Paul goes on to say: “Rulers are a threat to evil people, not to good people. There is no need to be afraid of the authorities. Just do right, and they will praise you for it. After all, they are God’s servants, and it is their duty to help you.” (Romans 13:3-4).
This is not only false, it is hogwash. Was Adolf Hitler only a terror to evil people? No! He killed millions of innocent Jews. Was Joseph Stalin or Saddam Hussein only a terror to evil people? No! They were terrors to both the good and the evil. These tyrants were only a help to themselves. They did not help the people of God.
Paul says: God’s ministers “don’t bear the sword in vain.” (Romans 13:4). But according to Jesus, God’s ministers don’t bear arms at all. (Matthew 26:52). God’s ministers don’t even fight. (John 18:36). Neither do they kill. It is the devil who steals, kills and destroys. (John 10:10). God’s ministers love even their enemies. (Matthew 5:44-45).

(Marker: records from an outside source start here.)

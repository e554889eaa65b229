//! hostadm drives the host kernel side of blkbridge: it attaches remote
//! NVMe-oF namespaces exposed by the storage target, wraps them in a
//! linear device-mapper target and publishes a stable endpoint node that
//! can be retargeted while a consumer holds it open.
//!
//! Everything goes through the host utilities (`nvme`, `dmsetup`, `lsblk`,
//! `blockdev`), optionally executed inside another process's namespaces,
//! and is serialized against other management processes with a well known
//! file lock.

pub mod device;
pub mod dmsetup;
pub mod error;
pub mod executor;
pub mod filelock;
pub mod initiator;
pub mod nvme;

pub use error::Error;
pub use executor::Executor;
pub use initiator::Initiator;
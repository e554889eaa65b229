//! Kernel block device helpers: enumeration and resolution through lsblk
//! and blockdev, plus creation and removal of the published endpoint
//! nodes.

use std::{
    collections::HashMap,
    io::ErrorKind,
    path::{Path, PathBuf},
    time::Duration,
};

use once_cell::sync::Lazy;
use regex::Regex;
use serde::Deserialize;
use snafu::ResultExt;
use tracing::info;

use crate::{
    error::{self, Error},
    executor::Executor,
};

const LSBLK_BINARY: &str = "lsblk";
const BLOCKDEV_BINARY: &str = "blockdev";

/// Kernel device nodes live here.
pub const DEV_DIR: &str = "/dev";

/// Endpoints are published here, one node per initiator name.
pub const ENDPOINT_DIR: &str = "/dev/blkbridge";

/// NSID the target assigns to the single namespace of a subsystem.
pub const DEFAULT_NAMESPACE_ID: u32 = 1;

/// Unlinking a wedged device node can hang in the kernel.
const REMOVE_TIMEOUT: Duration = Duration::from_secs(30);

/// A kernel block device as reported by lsblk.
#[derive(Clone, Debug, Default, PartialEq, Eq)]
pub struct KernelDevice {
    pub name: String,
    pub major: u32,
    pub minor: u32,
}

/// The device pair an initiator manages: the attached nvme namespace and
/// the device actually exported at the endpoint (the dm device, or the
/// namespace itself when dm is skipped).
#[derive(Clone, Debug, Default)]
pub struct BridgedDevice {
    pub nvme: KernelDevice,
    pub export: KernelDevice,
}

/// Path of the endpoint node published for an initiator name.
pub fn endpoint_path(name: &str) -> PathBuf {
    Path::new(ENDPOINT_DIR).join(name)
}

/// /dev path of a kernel device name.
pub fn device_path(name: &str) -> PathBuf {
    Path::new(DEV_DIR).join(name)
}

/// Namespace device name of a controller: "nvme1" + nsid 1 -> "nvme1n1".
pub fn namespace_name(controller: &str, nsid: u32) -> String {
    format!("{}n{}", controller, nsid)
}

/// Controller name of a namespace device: "nvme1n1" -> "nvme1".
pub fn controller_name(namespace: &str) -> String {
    static TRAILING_NS: Lazy<Regex> = Lazy::new(|| Regex::new(r"n\d+$").unwrap());
    TRAILING_NS.replace(namespace, "").into_owned()
}

fn parse_majmin(field: &str) -> Option<(u32, u32)> {
    let (major, minor) = field.trim().split_once(':')?;
    Some((major.trim().parse().ok()?, minor.trim().parse().ok()?))
}

/// One "NAME MAJ:MIN" line of plain lsblk output.
fn parse_device_line(line: &str) -> Option<KernelDevice> {
    let fields: Vec<&str> = line.split_whitespace().collect();
    if fields.len() != 2 {
        return None;
    }
    let (major, minor) = parse_majmin(fields[1])?;
    Some(KernelDevice {
        name: fields[0].to_string(),
        major,
        minor,
    })
}

/// Resolve the block device behind a path.
pub async fn detect_device(path: &Path, executor: &Executor) -> Result<KernelDevice, Error> {
    let path_str = path.display().to_string();
    let output = executor
        .execute(
            LSBLK_BINARY,
            ["-l", "-n", path_str.as_str(), "-o", "NAME,MAJ:MIN"],
        )
        .await?;

    output
        .lines()
        .next()
        .and_then(parse_device_line)
        .ok_or(Error::DeviceNotFound { path: path_str })
}

/// Enumerate every block device the host knows about.
pub async fn get_known_devices(
    executor: &Executor,
) -> Result<HashMap<String, KernelDevice>, Error> {
    let output = executor
        .execute(LSBLK_BINARY, ["-l", "-n", "-o", "NAME,MAJ:MIN"])
        .await?;

    Ok(output
        .lines()
        .filter_map(parse_device_line)
        .map(|device| (device.name.clone(), device))
        .collect())
}

#[derive(Debug, Deserialize)]
struct LsblkReport {
    blockdevices: Vec<LsblkEntry>,
}

#[derive(Debug, Deserialize)]
struct LsblkEntry {
    #[serde(rename = "maj:min")]
    maj_min: String,
}

fn parse_device_numbers(output: &str, path: &str) -> Result<(u32, u32), Error> {
    let report: LsblkReport =
        serde_json::from_str(output).context(error::JsonOutputSnafu {
            program: LSBLK_BINARY,
        })?;
    if report.blockdevices.len() != 1 {
        return error::OutputParseSnafu {
            program: LSBLK_BINARY,
            reason: format!(
                "expected exactly one device for {}, got {}",
                path,
                report.blockdevices.len()
            ),
        }
        .fail();
    }
    parse_majmin(&report.blockdevices[0].maj_min).ok_or_else(|| Error::OutputParse {
        program: LSBLK_BINARY.to_string(),
        reason: format!("invalid maj:min {}", report.blockdevices[0].maj_min),
    })
}

/// Major and minor numbers of the device behind a path.
pub async fn get_device_numbers(path: &Path, executor: &Executor) -> Result<(u32, u32), Error> {
    let path_str = path.display().to_string();
    let output = executor
        .execute(
            LSBLK_BINARY,
            ["-l", "-J", "-n", "-o", "MAJ:MIN", path_str.as_str()],
        )
        .await?;
    parse_device_numbers(&output, &path_str)
}

/// Size of the device in 512 byte sectors.
pub async fn get_device_sectors(path: &Path, executor: &Executor) -> Result<u64, Error> {
    let path_str = path.display().to_string();
    let output = executor
        .execute(BLOCKDEV_BINARY, ["--getsize", path_str.as_str()])
        .await?;
    output
        .trim()
        .parse()
        .map_err(|_| Error::OutputParse {
            program: BLOCKDEV_BINARY.to_string(),
            reason: format!("invalid sector count '{}' for {}", output.trim(), path_str),
        })
}

/// Publish `dev` at `dest`: a fresh block device node carrying the same
/// major and minor, mode 0660.
pub fn duplicate_device(dev: &KernelDevice, dest: &Path) -> Result<(), Error> {
    use nix::sys::stat::{makedev, mknod, Mode, SFlag};
    use std::os::unix::fs::PermissionsExt;

    if let Some(dir) = dest.parent() {
        std::fs::create_dir_all(dir).context(error::DeviceIoSnafu {
            op: "mkdir",
            path: dir.to_path_buf(),
        })?;
    }

    info!(
        "creating device node {} {}:{}",
        dest.display(),
        dev.major,
        dev.minor
    );
    mknod(
        dest,
        SFlag::S_IFBLK,
        Mode::from_bits_truncate(0o660),
        makedev(dev.major as u64, dev.minor as u64),
    )
    .context(error::MknodSnafu {
        path: dest.to_path_buf(),
    })?;

    std::fs::set_permissions(dest, std::fs::Permissions::from_mode(0o660)).context(
        error::DeviceIoSnafu {
            op: "chmod",
            path: dest.to_path_buf(),
        },
    )?;
    Ok(())
}

/// Unlink a device node if it exists. The removal is bounded because an
/// unlink on a dead device node can hang in the kernel.
pub async fn remove_device(path: &Path) -> Result<(), Error> {
    if !path.exists() {
        return Ok(());
    }

    let target = path.to_path_buf();
    let unlink = tokio::task::spawn_blocking(move || std::fs::remove_file(&target));

    match tokio::time::timeout(REMOVE_TIMEOUT, unlink).await {
        Err(_) => error::RemoveTimeoutSnafu {
            path: path.to_path_buf(),
            timeout: REMOVE_TIMEOUT,
        }
        .fail(),
        Ok(joined) => match joined {
            Ok(Ok(())) => Ok(()),
            Ok(Err(err)) if err.kind() == ErrorKind::NotFound => Ok(()),
            Ok(Err(source)) => Err(Error::DeviceIo {
                op: "remove",
                path: path.to_path_buf(),
                source,
            }),
            Err(join_err) => Err(Error::DeviceIo {
                op: "remove",
                path: path.to_path_buf(),
                source: std::io::Error::new(ErrorKind::Other, join_err),
            }),
        },
    }
}

/// True when the path exists and is a block device node.
pub fn is_block_device(path: &Path) -> bool {
    use std::os::unix::fs::FileTypeExt;
    std::fs::metadata(path)
        .map(|meta| meta.file_type().is_block_device())
        .unwrap_or(false)
}
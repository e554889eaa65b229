//! Per-volume NVMe-oF initiator lifecycle: attach the remote namespace,
//! wrap it in a linear device-mapper target and publish a stable endpoint
//! node. The dm indirection is what makes hot retargeting possible: the
//! endpoint keeps its device numbers while the backing namespace is
//! swapped underneath a suspend/reload/resume.

use std::{
    collections::HashSet,
    io::ErrorKind,
    path::{Path, PathBuf},
    sync::Mutex,
    time::Duration,
};

use once_cell::sync::Lazy;
use tokio::time::sleep;
use tracing::{debug, info, warn};

use crate::{
    device::{self, BridgedDevice, KernelDevice},
    dmsetup,
    error::{self, Error},
    executor::Executor,
    filelock::{FileLock, LOCK_FILE, LOCK_TIMEOUT},
    nvme,
};

/// Discover/connect retry budget.
pub const MAX_CONNECT_RETRIES: u32 = 15;
const CONNECT_RETRY_INTERVAL: Duration = Duration::from_secs(1);

/// Budget for the namespace device to appear after connecting.
pub const MAX_WAIT_DEVICE_RETRIES: u32 = 60;
const WAIT_DEVICE_INTERVAL: Duration = Duration::from_secs(1);

/// Budget in seconds for the mapper node to appear after a dm create.
const VALIDATE_DM_CREATION_RETRIES: u32 = 30;

/// One initiator per name per process; the name is also the dm device
/// name and the endpoint file name.
static ACTIVE_INITIATORS: Lazy<Mutex<HashSet<String>>> = Lazy::new(|| Mutex::new(HashSet::new()));

/// The per-volume lifecycle object. All state-mutating operations take
/// the cross-process file lock for their whole duration when a host /proc
/// path was given.
#[derive(Debug)]
pub struct Initiator {
    name: String,
    subsystem_nqn: String,
    transport_address: String,
    transport_service_id: String,
    controller_name: String,
    namespace_name: String,
    endpoint: PathBuf,
    dev: Option<BridgedDevice>,
    is_up: bool,
    host_proc: Option<String>,
    executor: Executor,
}
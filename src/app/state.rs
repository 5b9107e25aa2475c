use std::collections::HashMap;

use hashbrown::HashMap as FastHashMap;
use warren_chunk::ChunkCoord;
use warren_collision::CollisionProbe;
use warren_render_raylib::ChunkRender;

use crate::camera::FlyCamera;
use crate::event::EventQueue;
use crate::gamestate::GameState;

pub struct App {
    pub gs: GameState,
    pub queue: EventQueue,
    pub cam: FlyCamera,
    pub probe: CollisionProbe,
    // Touched every frame and on every activation diff
    pub renders: FastHashMap<ChunkCoord, ChunkRender>,
    pub debug_stats: DebugStats,
    pub(crate) evt_processed_total: usize,
    pub(crate) evt_processed_by: HashMap<String, usize>,
}

#[derive(Default)]
pub struct DebugStats {
    pub chunks_drawn: usize,
    pub slabs_drawn: usize,
    pub active_chunks: usize,
    pub cached_chunks: usize,
    pub queued_events_total: usize,
    pub queued_events_by: Vec<(String, usize)>,
}
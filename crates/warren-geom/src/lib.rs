//! Minimal geometry types shared by the maze crates (no Raylib dependency).
#![forbid(unsafe_code)]

use core::ops::{Add, AddAssign, Div, Mul, Neg, Sub, SubAssign};

#[derive(Clone, Copy, Debug, Default, PartialEq)]
#[cfg_attr(test, derive(proptest_derive::Arbitrary))]
pub struct Vec3 {
    pub x: f32,
    pub y: f32,
    pub z: f32,
}

impl Vec3 {
    pub const ZERO: Vec3 = Vec3 {
        x: 0.0,
        y: 0.0,
        z: 0.0,
    };
    pub const UP: Vec3 = Vec3 {
        x: 0.0,
        y: 1.0,
        z: 0.0,
    };

    #[inline]
    pub const fn new(x: f32, y: f32, z: f32) -> Self {
        Self { x, y, z }
    }

    #[inline]
    pub fn dot(self, rhs: Vec3) -> f32 {
        self.x * rhs.x + self.y * rhs.y + self.z * rhs.z
    }

    #[inline]
    pub fn cross(self, rhs: Vec3) -> Vec3 {
        Vec3 {
            x: self.y * rhs.z - self.z * rhs.y,
            y: self.z * rhs.x - self.x * rhs.z,
            z: self.x * rhs.y - self.y * rhs.x,
        }
    }

    #[inline]
    pub fn length(self) -> f32 {
        self.dot(self).sqrt()
    }

    /// Euclidean distance between two points.
    #[inline]
    pub fn distance(self, rhs: Vec3) -> f32 {
        (self - rhs).length()
    }

    #[inline]
    pub fn normalized(self) -> Vec3 {
        let len = self.length();
        if len > 0.0 { self / len } else { self }
    }
}

impl Add for Vec3 {
    type Output = Vec3;
    #[inline]
    fn add(self, rhs: Vec3) -> Vec3 {
        Vec3::new(self.x + rhs.x, self.y + rhs.y, self.z + rhs.z)
    }
}

impl AddAssign for Vec3 {
    #[inline]
    fn add_assign(&mut self, rhs: Vec3) {
        self.x += rhs.x;
        self.y += rhs.y;
        self.z += rhs.z;
    }
}

impl Sub for Vec3 {
    type Output = Vec3;
    #[inline]
    fn sub(self, rhs: Vec3) -> Vec3 {
        Vec3::new(self.x - rhs.x, self.y - rhs.y, self.z - rhs.z)
    }
}

impl SubAssign for Vec3 {
    #[inline]
    fn sub_assign(&mut self, rhs: Vec3) {
        self.x -= rhs.x;
        self.y -= rhs.y;
        self.z -= rhs.z;
    }
}

impl Neg for Vec3 {
    type Output = Vec3;
    #[inline]
    fn neg(self) -> Vec3 {
        Vec3::new(-self.x, -self.y, -self.z)
    }
}

impl Mul<f32> for Vec3 {
    type Output = Vec3;
    #[inline]
    fn mul(self, rhs: f32) -> Vec3 {
        Vec3::new(self.x * rhs, self.y * rhs, self.z * rhs)
    }
}

impl Div<f32> for Vec3 {
    type Output = Vec3;
    #[inline]
    fn div(self, rhs: f32) -> Vec3 {
        Vec3::new(self.x / rhs, self.y / rhs, self.z / rhs)
    }
}

#[derive(Clone, Copy, Debug, Default, PartialEq)]
#[cfg_attr(test, derive(proptest_derive::Arbitrary))]
pub struct Aabb {
    pub min: Vec3,
    pub max: Vec3,
}

impl Aabb {
    #[inline]
    pub const fn new(min: Vec3, max: Vec3) -> Self {
        Self { min, max }
    }

    #[inline]
    pub fn center(self) -> Vec3 {
        (self.min + self.max) * 0.5
    }

    #[inline]
    pub fn size(self) -> Vec3 {
        self.max - self.min
    }
}
use warren_maze::{Face, MazeError, MazeGrid};

#[test]
fn face_offsets_keep_inverted_vertical_axis() {
    // Up steps toward -y, Down toward +y; the table is load-bearing for
    // wall placement and must not drift toward the common convention.
    assert_eq!(Face::Up.offset(), (0, -1, 0));
    assert_eq!(Face::Down.offset(), (0, 1, 0));
    assert_eq!(Face::Left.offset(), (-1, 0, 0));
    assert_eq!(Face::Right.offset(), (1, 0, 0));
    assert_eq!(Face::Back.offset(), (0, 0, -1));
    assert_eq!(Face::Front.offset(), (0, 0, 1));
}

#[test]
fn face_opposites_pair_up() {
    for face in Face::ALL {
        assert_eq!(face.opposite().opposite(), face);
        let (dx, dy, dz) = face.offset();
        let (ox, oy, oz) = face.opposite().offset();
        assert_eq!((dx + ox, dy + oy, dz + oz), (0, 0, 0));
    }
}

#[test]
fn zero_dimension_is_rejected() {
    for (w, h, d) in [(0, 3, 3), (3, 0, 3), (3, 3, 0), (0, 0, 0)] {
        match MazeGrid::with_seed(w, h, d, 7) {
            Err(MazeError::InvalidDimensions {
                width,
                height,
                depth,
            }) => {
                assert_eq!((width, height, depth), (w, h, d));
            }
            Ok(_) => panic!("expected InvalidDimensions for {}x{}x{}", w, h, d),
        }
    }
}

#[test]
fn single_cell_grid_keeps_all_six_walls() {
    let grid = MazeGrid::with_seed(1, 1, 1, 42).unwrap();
    assert!(grid.fully_carved());
    assert_eq!(grid.open_edge_count(), 0);
    assert_eq!(grid.cell(0, 0, 0).wall_count(), 6);
}

#[test]
fn two_cell_grid_opens_exactly_the_shared_face() {
    let grid = MazeGrid::with_seed(2, 1, 1, 42).unwrap();
    assert!(grid.fully_carved());
    assert_eq!(grid.open_edge_count(), 1);

    // The only possible passage is along x.
    assert!(!grid.is_wall(0, 0, 0, Face::Right));
    assert!(!grid.is_wall(1, 0, 0, Face::Left));

    // Every other face on both cells is still standing.
    assert_eq!(grid.cell(0, 0, 0).wall_count(), 5);
    assert_eq!(grid.cell(1, 0, 0).wall_count(), 5);
}

#[test]
fn carve_is_deterministic_for_a_fixed_seed() {
    let a = MazeGrid::with_seed(4, 3, 2, 0xC0FFEE).unwrap();
    let b = MazeGrid::with_seed(4, 3, 2, 0xC0FFEE).unwrap();
    for y in 0..3 {
        for z in 0..2 {
            for x in 0..4 {
                for face in Face::ALL {
                    assert_eq!(a.is_wall(x, y, z, face), b.is_wall(x, y, z, face));
                }
            }
        }
    }
}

Paul’s reactionary scripture provides the basis for Christian support for tyrants and tyranny, including Christian support of Hitler’s Germany. It also provides Christian support for wars and killings, such as American evangelical support for George Bush’s wars in Afghanistan and Iraq.
It is not improbable that someone other than Paul inserted these verses into Paul’s writing. By the time he goes on to say we should pay our taxes because rulers are “God’s ministers” (Romans 13:6), it becomes apparent that whoever this might be must be in cahoots with the Roman government.
Curiously, when arrested, Paul appealed to Caesar. Though taken to Rome as a prisoner, he ended up in his own Roman rented house: “with all freedom, and without hindrance.” (Acts 28:30-31).